◆ Instructions to follow: For the entries below, report every line that includes the word "wrong".

═══ Provided material ═══

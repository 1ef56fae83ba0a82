//! Error types for the coupling engine.
//!
//! Follows the same shape as `maw_git::GitError`: a single rich enum per
//! concern, `thiserror`-derived, `#[from]` for I/O. No panics are expected
//! on well-formed input — every fallible path returns a `Result`.

use thiserror::Error;

/// Errors surfaced by the core engine (state machine, aggregator, matrix
/// builder, metrics computer).
#[derive(Debug, Error)]
pub enum CoreError {
    /// Propagated from a `TreeDiffAdapter`, `IdentityAdapter`, or
    /// `CommitHandle` implementation (e.g. blob read failure).
    #[error("adapter error: {message}")]
    Adapter {
        /// Freeform context from the adapter.
        message: String,
    },

    /// I/O error during spill or checkpoint persistence.
    #[error("I/O error: {0}")]
    Io(#[from] std::io::Error),

    /// JSON (de)serialization failure during spill or checkpoint
    /// persistence.
    #[error("serialization error: {0}")]
    Serde(#[from] serde_json::Error),

    /// A Report's `FilesMatrix` had the wrong dynamic shape while parsing
    /// for metrics computation.
    #[error("invalid files/people matrix")]
    InvalidMatrix,

    /// A Report's `Files`/`ReversedPeopleDict` had the wrong dynamic shape
    /// while parsing for metrics computation.
    #[error("invalid names list")]
    InvalidNames,

    /// An unsupported serialization format was requested.
    #[error("unsupported format: {format}")]
    UnsupportedFormat {
        /// The format string that was requested.
        format: String,
    },

    /// Checkpoint save/load failure.
    #[error("checkpoint error: {0}")]
    Checkpoint(#[from] crate::checkpoint::CheckpointError),
}

impl CoreError {
    /// Wrap an adapter-originated error with a message.
    #[must_use]
    pub fn adapter(message: impl Into<String>) -> Self {
        Self::Adapter {
            message: message.into(),
        }
    }
}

═══

◆ Solution for this exercise:
    /// A Report's `FilesMatrix` had the wrong dynamic shape while parsing
    /// A Report's `Files`/`ReversedPeopleDict` had the wrong dynamic shape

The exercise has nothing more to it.